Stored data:
-- Opening Marker --
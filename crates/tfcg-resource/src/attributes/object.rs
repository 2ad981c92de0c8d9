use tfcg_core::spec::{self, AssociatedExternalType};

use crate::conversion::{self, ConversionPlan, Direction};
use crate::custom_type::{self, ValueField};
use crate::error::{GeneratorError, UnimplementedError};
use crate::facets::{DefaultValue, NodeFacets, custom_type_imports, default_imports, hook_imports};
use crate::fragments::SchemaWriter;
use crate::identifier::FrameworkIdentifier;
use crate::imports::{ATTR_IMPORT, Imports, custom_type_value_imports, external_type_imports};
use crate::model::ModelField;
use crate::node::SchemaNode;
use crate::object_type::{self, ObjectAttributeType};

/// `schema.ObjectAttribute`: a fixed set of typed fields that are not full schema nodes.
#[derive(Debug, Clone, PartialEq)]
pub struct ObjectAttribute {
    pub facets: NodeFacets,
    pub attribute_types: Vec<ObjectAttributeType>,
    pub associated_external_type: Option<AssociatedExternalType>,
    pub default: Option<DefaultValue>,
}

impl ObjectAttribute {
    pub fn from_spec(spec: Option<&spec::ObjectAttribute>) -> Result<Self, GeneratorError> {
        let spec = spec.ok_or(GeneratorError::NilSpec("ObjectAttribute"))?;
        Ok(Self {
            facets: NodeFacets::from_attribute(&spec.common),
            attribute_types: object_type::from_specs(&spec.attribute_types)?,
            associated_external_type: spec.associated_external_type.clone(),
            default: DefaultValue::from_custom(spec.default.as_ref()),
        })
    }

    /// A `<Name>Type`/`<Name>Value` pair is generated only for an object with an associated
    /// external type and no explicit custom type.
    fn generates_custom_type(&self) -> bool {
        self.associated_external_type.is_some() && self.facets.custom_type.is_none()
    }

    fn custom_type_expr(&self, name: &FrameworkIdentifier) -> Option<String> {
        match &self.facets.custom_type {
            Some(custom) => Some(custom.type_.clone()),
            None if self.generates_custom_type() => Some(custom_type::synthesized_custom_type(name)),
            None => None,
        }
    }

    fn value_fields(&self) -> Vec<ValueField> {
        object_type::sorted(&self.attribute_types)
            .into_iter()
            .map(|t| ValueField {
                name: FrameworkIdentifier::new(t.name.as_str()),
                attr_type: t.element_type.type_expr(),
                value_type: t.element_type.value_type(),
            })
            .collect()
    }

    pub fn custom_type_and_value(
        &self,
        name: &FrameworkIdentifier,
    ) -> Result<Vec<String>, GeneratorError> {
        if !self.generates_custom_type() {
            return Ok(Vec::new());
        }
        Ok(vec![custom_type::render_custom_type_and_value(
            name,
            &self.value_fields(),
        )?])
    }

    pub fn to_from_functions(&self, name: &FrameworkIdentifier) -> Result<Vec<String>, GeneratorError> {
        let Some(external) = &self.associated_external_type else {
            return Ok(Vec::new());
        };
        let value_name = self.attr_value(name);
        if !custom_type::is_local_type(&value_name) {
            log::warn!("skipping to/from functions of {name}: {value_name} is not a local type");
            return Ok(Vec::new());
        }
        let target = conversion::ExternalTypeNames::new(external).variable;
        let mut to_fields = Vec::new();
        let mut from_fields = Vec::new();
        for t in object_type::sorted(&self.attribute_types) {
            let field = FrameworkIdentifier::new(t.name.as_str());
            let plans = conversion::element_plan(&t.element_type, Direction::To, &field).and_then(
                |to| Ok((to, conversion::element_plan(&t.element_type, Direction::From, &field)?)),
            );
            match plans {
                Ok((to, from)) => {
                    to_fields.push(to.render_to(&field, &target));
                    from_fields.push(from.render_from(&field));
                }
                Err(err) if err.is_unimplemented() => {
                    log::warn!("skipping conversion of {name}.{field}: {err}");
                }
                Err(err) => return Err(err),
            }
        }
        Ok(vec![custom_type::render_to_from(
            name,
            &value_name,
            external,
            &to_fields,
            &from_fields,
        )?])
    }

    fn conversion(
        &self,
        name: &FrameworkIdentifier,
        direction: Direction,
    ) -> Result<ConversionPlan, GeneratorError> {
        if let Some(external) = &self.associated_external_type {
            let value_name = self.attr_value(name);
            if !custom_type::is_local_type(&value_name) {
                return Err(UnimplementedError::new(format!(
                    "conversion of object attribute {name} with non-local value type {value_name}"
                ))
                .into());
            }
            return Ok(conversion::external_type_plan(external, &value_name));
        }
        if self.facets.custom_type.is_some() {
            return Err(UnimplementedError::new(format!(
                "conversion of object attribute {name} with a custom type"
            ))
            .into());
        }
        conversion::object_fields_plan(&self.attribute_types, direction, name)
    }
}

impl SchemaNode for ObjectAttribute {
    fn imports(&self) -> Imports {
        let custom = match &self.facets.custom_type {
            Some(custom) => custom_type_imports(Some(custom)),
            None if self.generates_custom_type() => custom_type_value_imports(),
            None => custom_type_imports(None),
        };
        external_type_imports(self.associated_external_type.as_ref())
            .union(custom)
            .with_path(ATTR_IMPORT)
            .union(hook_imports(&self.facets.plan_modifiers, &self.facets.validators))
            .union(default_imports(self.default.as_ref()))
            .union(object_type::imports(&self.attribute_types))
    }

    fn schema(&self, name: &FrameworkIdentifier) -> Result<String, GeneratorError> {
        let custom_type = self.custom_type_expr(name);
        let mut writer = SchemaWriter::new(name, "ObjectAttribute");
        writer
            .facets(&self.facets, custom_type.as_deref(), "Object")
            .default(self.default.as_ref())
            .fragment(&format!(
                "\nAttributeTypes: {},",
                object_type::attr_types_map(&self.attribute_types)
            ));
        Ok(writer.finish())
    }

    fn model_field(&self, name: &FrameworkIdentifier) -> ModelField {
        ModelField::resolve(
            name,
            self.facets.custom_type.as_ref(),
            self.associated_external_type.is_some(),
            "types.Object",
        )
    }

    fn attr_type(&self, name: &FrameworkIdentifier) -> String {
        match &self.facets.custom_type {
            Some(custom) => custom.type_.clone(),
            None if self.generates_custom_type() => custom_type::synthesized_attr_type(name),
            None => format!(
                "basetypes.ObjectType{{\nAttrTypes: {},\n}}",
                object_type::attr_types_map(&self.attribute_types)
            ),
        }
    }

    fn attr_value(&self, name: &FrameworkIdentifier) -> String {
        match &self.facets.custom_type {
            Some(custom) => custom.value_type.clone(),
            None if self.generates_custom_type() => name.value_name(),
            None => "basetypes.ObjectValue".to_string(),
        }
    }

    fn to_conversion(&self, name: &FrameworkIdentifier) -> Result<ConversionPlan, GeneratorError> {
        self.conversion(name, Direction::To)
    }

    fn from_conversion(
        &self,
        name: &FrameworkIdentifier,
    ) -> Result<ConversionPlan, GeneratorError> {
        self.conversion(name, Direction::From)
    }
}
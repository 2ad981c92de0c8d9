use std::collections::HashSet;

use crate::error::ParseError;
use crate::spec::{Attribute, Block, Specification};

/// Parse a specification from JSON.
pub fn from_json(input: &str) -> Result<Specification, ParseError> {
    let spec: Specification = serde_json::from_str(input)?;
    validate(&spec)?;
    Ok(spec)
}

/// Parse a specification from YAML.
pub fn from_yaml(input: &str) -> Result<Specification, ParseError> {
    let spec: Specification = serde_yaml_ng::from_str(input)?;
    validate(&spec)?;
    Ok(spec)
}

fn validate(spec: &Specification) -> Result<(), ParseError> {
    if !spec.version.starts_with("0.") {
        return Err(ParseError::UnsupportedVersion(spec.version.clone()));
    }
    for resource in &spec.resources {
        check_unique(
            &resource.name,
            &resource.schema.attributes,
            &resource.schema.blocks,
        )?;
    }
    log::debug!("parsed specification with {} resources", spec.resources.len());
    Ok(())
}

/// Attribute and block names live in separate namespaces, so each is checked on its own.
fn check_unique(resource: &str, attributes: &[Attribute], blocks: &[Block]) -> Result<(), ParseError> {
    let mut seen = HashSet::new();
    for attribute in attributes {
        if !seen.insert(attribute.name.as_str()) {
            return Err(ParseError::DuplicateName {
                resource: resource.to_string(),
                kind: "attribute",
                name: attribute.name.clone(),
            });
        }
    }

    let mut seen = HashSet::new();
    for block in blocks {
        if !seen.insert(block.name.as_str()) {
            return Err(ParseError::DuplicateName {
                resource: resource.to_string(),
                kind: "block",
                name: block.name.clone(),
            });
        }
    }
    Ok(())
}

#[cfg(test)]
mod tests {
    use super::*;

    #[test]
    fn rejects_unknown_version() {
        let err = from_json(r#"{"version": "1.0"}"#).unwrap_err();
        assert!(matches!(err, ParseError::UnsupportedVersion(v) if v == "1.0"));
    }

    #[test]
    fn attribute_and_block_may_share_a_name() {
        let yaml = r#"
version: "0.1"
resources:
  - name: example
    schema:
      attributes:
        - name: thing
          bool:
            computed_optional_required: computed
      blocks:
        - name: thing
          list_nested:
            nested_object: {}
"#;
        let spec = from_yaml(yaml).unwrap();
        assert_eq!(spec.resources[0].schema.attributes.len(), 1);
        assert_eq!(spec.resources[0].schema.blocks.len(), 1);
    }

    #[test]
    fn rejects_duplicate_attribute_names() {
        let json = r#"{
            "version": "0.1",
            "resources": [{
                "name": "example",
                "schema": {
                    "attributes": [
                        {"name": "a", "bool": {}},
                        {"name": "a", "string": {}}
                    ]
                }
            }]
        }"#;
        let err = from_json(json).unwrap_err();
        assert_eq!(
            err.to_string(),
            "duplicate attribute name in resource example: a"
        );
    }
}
-- Closing Marker --
-- Opening Marker --
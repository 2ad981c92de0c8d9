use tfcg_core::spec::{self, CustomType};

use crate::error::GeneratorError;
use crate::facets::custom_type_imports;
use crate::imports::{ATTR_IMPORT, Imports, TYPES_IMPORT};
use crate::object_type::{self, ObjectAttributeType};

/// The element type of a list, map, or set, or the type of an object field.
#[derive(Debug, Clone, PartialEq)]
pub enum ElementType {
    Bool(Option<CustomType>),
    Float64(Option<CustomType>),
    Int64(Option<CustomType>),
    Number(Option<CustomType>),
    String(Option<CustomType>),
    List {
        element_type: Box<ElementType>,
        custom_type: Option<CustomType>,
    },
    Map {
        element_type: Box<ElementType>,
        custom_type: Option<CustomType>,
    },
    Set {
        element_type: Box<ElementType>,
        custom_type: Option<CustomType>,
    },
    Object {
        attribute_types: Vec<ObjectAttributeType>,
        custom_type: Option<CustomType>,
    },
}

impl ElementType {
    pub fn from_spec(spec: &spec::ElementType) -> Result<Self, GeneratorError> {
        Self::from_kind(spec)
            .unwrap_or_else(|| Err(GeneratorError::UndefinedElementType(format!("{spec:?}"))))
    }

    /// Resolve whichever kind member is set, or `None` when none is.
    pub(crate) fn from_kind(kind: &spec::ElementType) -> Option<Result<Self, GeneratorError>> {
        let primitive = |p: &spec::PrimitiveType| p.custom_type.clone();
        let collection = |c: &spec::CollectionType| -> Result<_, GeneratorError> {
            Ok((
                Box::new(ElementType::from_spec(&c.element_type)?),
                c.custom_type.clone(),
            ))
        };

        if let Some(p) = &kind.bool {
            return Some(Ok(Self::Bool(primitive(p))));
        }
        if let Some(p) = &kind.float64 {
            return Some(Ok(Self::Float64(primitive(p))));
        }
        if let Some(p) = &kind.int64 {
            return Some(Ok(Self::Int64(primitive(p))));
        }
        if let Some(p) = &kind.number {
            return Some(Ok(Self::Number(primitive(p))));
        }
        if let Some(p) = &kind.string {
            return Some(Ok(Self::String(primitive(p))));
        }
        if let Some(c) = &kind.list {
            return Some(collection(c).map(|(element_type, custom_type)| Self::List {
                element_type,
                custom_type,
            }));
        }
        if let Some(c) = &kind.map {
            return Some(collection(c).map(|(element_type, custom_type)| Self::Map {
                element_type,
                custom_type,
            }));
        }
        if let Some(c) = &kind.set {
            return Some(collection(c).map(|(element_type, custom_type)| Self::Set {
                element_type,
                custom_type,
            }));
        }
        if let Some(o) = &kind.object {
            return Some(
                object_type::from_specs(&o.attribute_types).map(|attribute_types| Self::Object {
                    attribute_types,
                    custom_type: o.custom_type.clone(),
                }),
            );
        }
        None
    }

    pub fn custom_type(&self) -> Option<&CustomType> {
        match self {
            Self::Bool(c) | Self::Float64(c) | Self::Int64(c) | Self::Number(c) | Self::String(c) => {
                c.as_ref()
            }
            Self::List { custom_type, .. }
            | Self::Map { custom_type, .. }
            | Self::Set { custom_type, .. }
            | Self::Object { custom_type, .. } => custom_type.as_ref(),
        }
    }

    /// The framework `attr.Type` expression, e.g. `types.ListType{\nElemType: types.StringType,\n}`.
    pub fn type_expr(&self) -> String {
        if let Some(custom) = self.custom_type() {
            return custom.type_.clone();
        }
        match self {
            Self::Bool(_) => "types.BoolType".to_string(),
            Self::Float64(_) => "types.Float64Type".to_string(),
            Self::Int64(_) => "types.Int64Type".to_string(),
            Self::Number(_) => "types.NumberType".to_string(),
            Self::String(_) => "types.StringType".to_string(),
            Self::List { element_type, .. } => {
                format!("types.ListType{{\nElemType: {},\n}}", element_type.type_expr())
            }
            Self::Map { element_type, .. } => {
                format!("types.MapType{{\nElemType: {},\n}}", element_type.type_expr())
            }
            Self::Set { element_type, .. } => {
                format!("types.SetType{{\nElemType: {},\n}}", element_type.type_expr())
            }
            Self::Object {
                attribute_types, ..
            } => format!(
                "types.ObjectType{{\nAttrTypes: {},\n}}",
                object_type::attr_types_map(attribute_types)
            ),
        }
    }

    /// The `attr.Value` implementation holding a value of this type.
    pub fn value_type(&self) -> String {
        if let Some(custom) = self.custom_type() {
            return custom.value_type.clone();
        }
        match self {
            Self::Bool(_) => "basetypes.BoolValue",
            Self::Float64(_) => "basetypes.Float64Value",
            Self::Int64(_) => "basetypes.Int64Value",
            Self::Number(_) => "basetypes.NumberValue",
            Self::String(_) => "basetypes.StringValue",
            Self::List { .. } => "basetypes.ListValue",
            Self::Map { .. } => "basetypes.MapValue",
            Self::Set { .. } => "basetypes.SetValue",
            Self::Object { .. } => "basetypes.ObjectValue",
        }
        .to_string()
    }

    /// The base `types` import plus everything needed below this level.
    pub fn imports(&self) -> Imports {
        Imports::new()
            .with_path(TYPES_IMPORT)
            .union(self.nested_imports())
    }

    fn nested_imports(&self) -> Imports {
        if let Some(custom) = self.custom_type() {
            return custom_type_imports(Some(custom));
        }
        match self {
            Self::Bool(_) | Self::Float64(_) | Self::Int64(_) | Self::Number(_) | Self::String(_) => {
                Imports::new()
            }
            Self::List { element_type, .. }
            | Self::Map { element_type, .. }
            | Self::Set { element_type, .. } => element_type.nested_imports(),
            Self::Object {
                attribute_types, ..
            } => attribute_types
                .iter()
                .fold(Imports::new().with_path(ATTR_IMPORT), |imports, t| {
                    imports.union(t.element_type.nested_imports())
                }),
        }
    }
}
-- Closing Marker --
- _PROMPT_: Tell how many lines of the entries above include "UnsupportedVersion". The answer should be the number and nothing more.

- _RESULT BELOW_: 2